● Exercise instructions
Would you retype each record exactly as given?

Collected data entries
——

//! [`CalendarFetcher`] backed by Exchange.

use roombook_core::{ResourceIdentifier, Room, TimeWindow};
use tracing::{debug, instrument, warn};

use crate::account::AccountItem;
use crate::error::{UpstreamError, UpstreamResult};
use crate::provider::{BoxFuture, CalendarFetcher};
use crate::raw_event::RawEvent;

use super::client::ExchangeClient;
use super::config::ExchangeConfig;
use super::ews::{availability_request, parse_availability_response};
use super::ics::parse_calendar;
use super::items::{
    ItemMessage, find_items_request, get_items_request, parse_find_items_response,
    parse_get_items_response,
};

/// Reads room calendars from Exchange.
pub struct ExchangeFetcher {
    client: ExchangeClient,
}

impl ExchangeFetcher {
    pub fn new(config: ExchangeConfig) -> UpstreamResult<Self> {
        Ok(Self {
            client: ExchangeClient::new(config)?,
        })
    }

    pub fn config(&self) -> &ExchangeConfig {
        self.client.config()
    }

    #[instrument(skip(self, window), fields(start = %window.start, end = %window.end))]
    async fn fetch_mailbox(
        &self,
        mailbox: &str,
        window: &TimeWindow,
    ) -> UpstreamResult<Vec<RawEvent>> {
        let Some(ews_url) = self.config().ews_url.as_ref() else {
            return Err(UpstreamError::auth(
                "room is backed by a mailbox but no EWS endpoint is configured",
            ));
        };
        let envelope =
            availability_request(mailbox, window, self.config().merged_free_busy_interval)?;
        let body = self.client.post_soap(ews_url, envelope).await?;
        let events = parse_availability_response(&body)?;
        debug!(count = events.len(), "fetched free/busy view");
        Ok(events)
    }

    #[instrument(skip(self, window), fields(url = %url))]
    async fn fetch_feed(
        &self,
        url: &url::Url,
        window: &TimeWindow,
    ) -> UpstreamResult<Vec<RawEvent>> {
        let body = self.client.get(url).await?;
        let events = parse_calendar(&body, window, self.config().timezone)?;
        debug!(count = events.len(), "fetched ICS feed");
        Ok(events)
    }

    fn ews_url(&self) -> UpstreamResult<&url::Url> {
        self.config()
            .ews_url
            .as_ref()
            .ok_or_else(|| UpstreamError::auth("no EWS endpoint is configured"))
    }

    async fn get_items(&self, item_ids: &[String]) -> UpstreamResult<Vec<ItemMessage>> {
        let envelope = get_items_request(item_ids)?;
        let body = self.client.post_soap(self.ews_url()?, envelope).await?;
        parse_get_items_response(&body)
    }

    #[instrument(skip(self, window), fields(start = %window.start, end = %window.end))]
    async fn find_account_items(&self, window: &TimeWindow) -> UpstreamResult<Vec<AccountItem>> {
        let envelope = find_items_request(window.start, window.end)?;
        let body = self.client.post_soap(self.ews_url()?, envelope).await?;
        let ids = parse_find_items_response(&body)?;
        if ids.is_empty() {
            return Ok(Vec::new());
        }

        let mut items = Vec::with_capacity(ids.len());
        for message in self.get_items(&ids).await? {
            match message {
                ItemMessage::Found(item) => items.push(item),
                ItemMessage::Failed { code, message } => {
                    // Deleted between the two calls, most likely.
                    warn!(%code, %message, "calendar item could not be read, skipping");
                }
            }
        }
        debug!(count = items.len(), "fetched account calendar");
        Ok(items)
    }

    #[instrument(skip(self))]
    async fn get_account_item(&self, item_id: &str) -> UpstreamResult<Option<AccountItem>> {
        let messages = self.get_items(&[item_id.to_string()]).await?;
        match messages.into_iter().next() {
            Some(ItemMessage::Found(item)) => Ok(Some(item)),
            Some(message) if message.is_missing() => Ok(None),
            Some(ItemMessage::Failed { code, message }) => {
                Err(UpstreamError::malformed(format!("{code}: {message}")))
            }
            None => Ok(None),
        }
    }
}

impl CalendarFetcher for ExchangeFetcher {
    fn name(&self) -> &str {
        "exchange"
    }

    fn fetch<'a>(
        &'a self,
        room: &'a Room,
        window: &'a TimeWindow,
    ) -> BoxFuture<'a, UpstreamResult<Vec<RawEvent>>> {
        Box::pin(async move {
            let result = match &room.resource {
                ResourceIdentifier::Mailbox(mailbox) => self.fetch_mailbox(mailbox, window).await,
                ResourceIdentifier::IcsUrl(url) => self.fetch_feed(url, window).await,
            };
            result.map_err(|e| e.with_room(&room.id))
        })
    }

    fn account_items<'a>(
        &'a self,
        window: &'a TimeWindow,
    ) -> BoxFuture<'a, UpstreamResult<Vec<AccountItem>>> {
        Box::pin(self.find_account_items(window))
    }

    fn account_item<'a>(
        &'a self,
        item_id: &'a str,
    ) -> BoxFuture<'a, UpstreamResult<Option<AccountItem>>> {
        Box::pin(self.get_account_item(item_id))
    }
}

——

● Your solution
//! [`CalendarFetcher`] backed by Exchange.

use roombook_core::{ResourceIdentifier, Room, TimeWindow};
use tracing::{debug, instrument, warn};

use crate::account::AccountItem;
use crate::error::{UpstreamError, UpstreamResult};
use crate::provider::{BoxFuture, CalendarFetcher};
use crate::raw_event::RawEvent;

use super::client::ExchangeClient;
use super::config::ExchangeConfig;
use super::ews::{availability_request, parse_availability_response};
use super::ics::parse_calendar;
use super::items::{
    ItemMessage, find_items_request, get_items_request, parse_find_items_response,
    parse_get_items_response,
};

/// Reads room calendars from Exchange.
pub struct ExchangeFetcher {
    client: ExchangeClient,
}

impl ExchangeFetcher {
    pub fn new(config: ExchangeConfig) -> UpstreamResult<Self> {
        Ok(Self {
            client: ExchangeClient::new(config)?,
        })
    }

    pub fn config(&self) -> &ExchangeConfig {
        self.client.config()
    }

    #[instrument(skip(self, window), fields(start = %window.start, end = %window.end))]
    async fn fetch_mailbox(
        &self,
        mailbox: &str,
        window: &TimeWindow,
    ) -> UpstreamResult<Vec<RawEvent>> {
        let Some(ews_url) = self.config().ews_url.as_ref() else {
            return Err(UpstreamError::auth(
                "room is backed by a mailbox but no EWS endpoint is configured",
            ));
        };
        let envelope =
            availability_request(mailbox, window, self.config().merged_free_busy_interval)?;
        let body = self.client.post_soap(ews_url, envelope).await?;
        let events = parse_availability_response(&body)?;
        debug!(count = events.len(), "fetched free/busy view");
        Ok(events)
    }

    #[instrument(skip(self, window), fields(url = %url))]
    async fn fetch_feed(
        &self,
        url: &url::Url,
        window: &TimeWindow,
    ) -> UpstreamResult<Vec<RawEvent>> {
        let body = self.client.get(url).await?;
        let events = parse_calendar(&body, window, self.config().timezone)?;
        debug!(count = events.len(), "fetched ICS feed");
        Ok(events)
    }

    fn ews_url(&self) -> UpstreamResult<&url::Url> {
        self.config()
            .ews_url
            .as_ref()
            .ok_or_else(|| UpstreamError::auth("no EWS endpoint is configured"))
    }

    async fn get_items(&self, item_ids: &[String]) -> UpstreamResult<Vec<ItemMessage>> {
        let envelope = get_items_request(item_ids)?;
        let body = self.client.post_soap(self.ews_url()?, envelope).await?;
        parse_get_items_response(&body)
    }

    #[instrument(skip(self, window), fields(start = %window.start, end = %window.end))]
    async fn find_account_items(&self, window: &TimeWindow) -> UpstreamResult<Vec<AccountItem>> {
        let envelope = find_items_request(window.start, window.end)?;
        let body = self.client.post_soap(self.ews_url()?, envelope).await?;
        let ids = parse_find_items_response(&body)?;
        if ids.is_empty() {
            return Ok(Vec::new());
        }

        let mut items = Vec::with_capacity(ids.len());
        for message in self.get_items(&ids).await? {
            match message {
                ItemMessage::Found(item) => items.push(item),
                ItemMessage::Failed { code, message } => {
                    // Deleted between the two calls, most likely.
                    warn!(%code, %message, "calendar item could not be read, skipping");
                }
            }
        }
        debug!(count = items.len(), "fetched account calendar");
        Ok(items)
    }

    #[instrument(skip(self))]
    async fn get_account_item(&self, item_id: &str) -> UpstreamResult<Option<AccountItem>> {
        let messages = self.get_items(&[item_id.to_string()]).await?;
        match messages.into_iter().next() {
            Some(ItemMessage::Found(item)) => Ok(Some(item)),
            Some(message) if message.is_missing() => Ok(None),
            Some(ItemMessage::Failed { code, message }) => {
                Err(UpstreamError::malformed(format!("{code}: {message}")))
            }
            None => Ok(None),
        }
    }
}

impl CalendarFetcher for ExchangeFetcher {
    fn name(&self) -> &str {
        "exchange"
    }

    fn fetch<'a>(
        &'a self,
        room: &'a Room,
        window: &'a TimeWindow,
    ) -> BoxFuture<'a, UpstreamResult<Vec<RawEvent>>> {
        Box::pin(async move {
            let result = match &room.resource {
                ResourceIdentifier::Mailbox(mailbox) => self.fetch_mailbox(mailbox, window).await,
                ResourceIdentifier::IcsUrl(url) => self.fetch_feed(url, window).await,
            };
            result.map_err(|e| e.with_room(&room.id))
        })
    }

    fn account_items<'a>(
        &'a self,
        window: &'a TimeWindow,
    ) -> BoxFuture<'a, UpstreamResult<Vec<AccountItem>>> {
        Box::pin(self.find_account_items(window))
    }

    fn account_item<'a>(
        &'a self,
        item_id: &'a str,
    ) -> BoxFuture<'a, UpstreamResult<Option<AccountItem>>> {
        Box::pin(self.get_account_item(item_id))
    }
}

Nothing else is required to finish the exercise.